身体能力向上の乗らない素の俺は、老人一人に、手も足も出なかった。息が上がる。掌が擦り切れる。それでも、オルドーの呼吸は、乱れひとつ、なかった。
いつもの俺なら、ここまで一方的には、やられない。セレナさえ近くにいれば。——そう思いかけて、ぞっとした。それは、まさにこの老人が突いた、俺の急所そのものだった。
陽が傾く頃、俺は地べたに座り込んでいた。
オルドーが、井戸の水を汲んで、木の椀を差し出してきた。意外な労わりに戸惑いながら、受け取る。
「老人一人に、勝てなかったな」
皮肉ではない声だった。隣に腰を下ろした老騎士の横顔は、夕陽に染まって、どこか遠くを見ていた。

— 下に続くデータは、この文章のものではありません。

//! Wiring errors and alias handling seen through netlist descriptions.

mod common;

use common::{build, build_with};
use netlist_core::{NetlistConfig, NetlistError};

fn net_of(nl: &netlist_core::Netlist, term: &str) -> netlist_core::netlist::NetId {
    let t = nl.find_term(term).unwrap();
    nl.terminal(t).net().unwrap()
}

#[test]
fn test_link_order_does_not_matter() {
    let forward = "
NETLIST_START(x)
    LOGIC_INPUT(I, 1)
    TTL_7400_NAND(G1)
    TTL_7404_INVERT(G2, G1.Q)
    NET_C(I.Q, G1.A)
    NET_C(G1.A, G1.B)
NETLIST_END()
";
    let backward = "
NETLIST_START(x)
    LOGIC_INPUT(I, 1)
    TTL_7400_NAND(G1)
    TTL_7404_INVERT(G2, G1.Q)
    NET_C(G1.B, G1.A)
    NET_C(G1.A, I.Q)
NETLIST_END()
";
    for text in [forward, backward] {
        let nl = build(text, "x").unwrap();
        let n = net_of(&nl, "I.Q");
        assert_eq!(net_of(&nl, "G1.A"), n);
        assert_eq!(net_of(&nl, "G1.B"), n);
        assert_eq!(nl.net(n).num_cons(), 2);
    }
}

#[test]
fn test_alias_chain() {
    let text = "
NETLIST_START(x)
    SOLVER(Solver, 48000)
    ANALOG_INPUT(V, 5)
    RES(R1, 1k)
    RES(R2, 1k)
    ALIAS(TOP, R1.1)
    ALIAS(IN, TOP)
    NET_C(V.Q, IN)
    NET_C(R1.2, R2.1)
    NET_C(R2.2, GND)
NETLIST_END()
";
    let nl = build(text, "x").unwrap();
    assert_eq!(net_of(&nl, "R1.1"), net_of(&nl, "V.Q"));
}

#[test]
fn test_outputs_cannot_be_linked() {
    let text = "
NETLIST_START(x)
    LOGIC_INPUT(A, 0)
    LOGIC_INPUT(B, 1)
    NET_C(A.Q, B.Q)
NETLIST_END()
";
    let config = NetlistConfig::default().with_link_retries(3);
    match build_with(config, text, "x") {
        Err(NetlistError::UnresolvedLinks { links }) => {
            assert_eq!(links, vec![("A.Q".to_string(), "B.Q".to_string())]);
        }
        other => panic!("unexpected {:?}", other.map(|_| ())),
    }
}

#[test]
fn test_unknown_terminal() {
    let text = "
NETLIST_START(x)
    RES(R1, 1k)
    NET_C(R1.3, GND)
NETLIST_END()
";
    assert!(matches!(
        build(text, "x"),
        Err(NetlistError::TerminalNotFound { .. })
    ));
}

#[test]
fn test_unconnected_input() {
    let text = "
NETLIST_START(x)
    LOGIC_INPUT(I, 1)
    TTL_7400_NAND(G1)
    NET_C(I.Q, G1.B)
NETLIST_END()
";
    match build(text, "x") {
        Err(NetlistError::TerminalsWithoutNet { terminals }) => {
            assert!(terminals.contains(&"G1.A".to_string()));
            assert!(!terminals.contains(&"G1.B".to_string()));
        }
        other => panic!("unexpected {:?}", other.map(|_| ())),
    }
}

#[test]
fn test_duplicate_device() {
    let text = "
NETLIST_START(x)
    RES(R1, 1k)
    CAP(R1, 1u)
NETLIST_END()
";
    assert!(matches!(
        build(text, "x"),
        Err(NetlistError::DuplicateDevice { .. })
    ));
}

#[test]
fn test_unknown_class() {
    let text = "
NETLIST_START(x)
    FLUX_CAPACITOR(F1)
NETLIST_END()
";
    assert!(matches!(
        build(text, "x"),
        Err(NetlistError::UnknownDeviceClass { .. })
    ));
}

「俺も、昔は身体能力向上に乗っていた。最強と呼ばれた頃はな」
今は——という言葉は、布に覆われた左目が、語っていた。
「二十年前だ。戦で、相棒を亡くした」
相棒。——パートナーの魔女のことだ、と直感した。
「あいつが死んだ瞬間、身体能力向上は、永遠に消えた。脳の奥の熱が、二度と戻らなくなった。借り物の強さなど、所詮、そういうものだ」
声が、ほんの少しだけ、柔らかくなった。相棒を語る時だけ、枯れた老人の中に、若い何かが灯る。それを見て、俺は、訊いてはいけないことを訊いた気がして、口を噤んだ。
「だが、俺は生き延びた。身体能力向上を失っても、純粋な剣技と経験だけでな。——だから、言える。お前の剣には、土台がない。借り物が消えた瞬間、お前は死ぬ」
ぞくり、とした。
もし——セレナが、俺の傍から消えたら。もし、五百メートルの圏外で、戦わなければならない瞬間が来たら。今の俺は、何ひとつ、守れない。
「……教わります」
気づけば、頭を下げていた。
「借り物じゃない剣を。——俺に、土台をください」
オルドーは、しばらく黙っていた。それから、ふん、と鼻を鳴らした。
「明日も来い。夜明けと共に。一日でも遅れたら、二度と敷居は跨がせん」
帰り際、小屋の戸口で、オルドーがぽつりと言った。
「小僧。一つ、聞かせろ」
振り返ると、老騎士の右目が、夕闇の中で、妙に深く据わっていた。
「この世界の魔法が——何から生まれたか。お前は、考えたことが、あるか」
思いがけない問いだった。
魔法は、魔法だ。マナを操る力。生まれ持った素質。——誰もが、そう信じている。何から生まれたか、なんて、考えたことも、なかった。
「さあ。——昔から、在ったもの、じゃないんですか」
オルドーは、答えなかった。
ただ、布に覆われた左目の側を、ゆっくりと俺に向けた。見えないはずの眼が、何か途方もないものを見つめているような——そんな錯覚を覚えた。
「長く生きると、な」
老騎士は、戸を閉めながら、独りごつように言った。
「当たり前のものほど、何かがおかしいと、気づく瞬間がある。——忘れろ。今は、剣だけ考えていろ」
戸が、閉まった。
森の帰り道、俺は何度も、その言葉を反芻した。この世界の魔法が、何から生まれたか。——老人の戯言だと、思おうとした。思おうとして、できなかった。
擦り切れた掌が、ひりひりと痛む。
圏外を抜けて、学院の灯りが見えた途端、脳の奥に、ふっと熱が戻ってきた。身体が、軽くなる。——セレナが、圏内にいる。
借り物の強さ。失えば、何も残らない力。
明日から、俺は、自分だけの土台を築き始める。偽物の剣士が、ほんの少しでも本物に近づくための、最初の一歩を。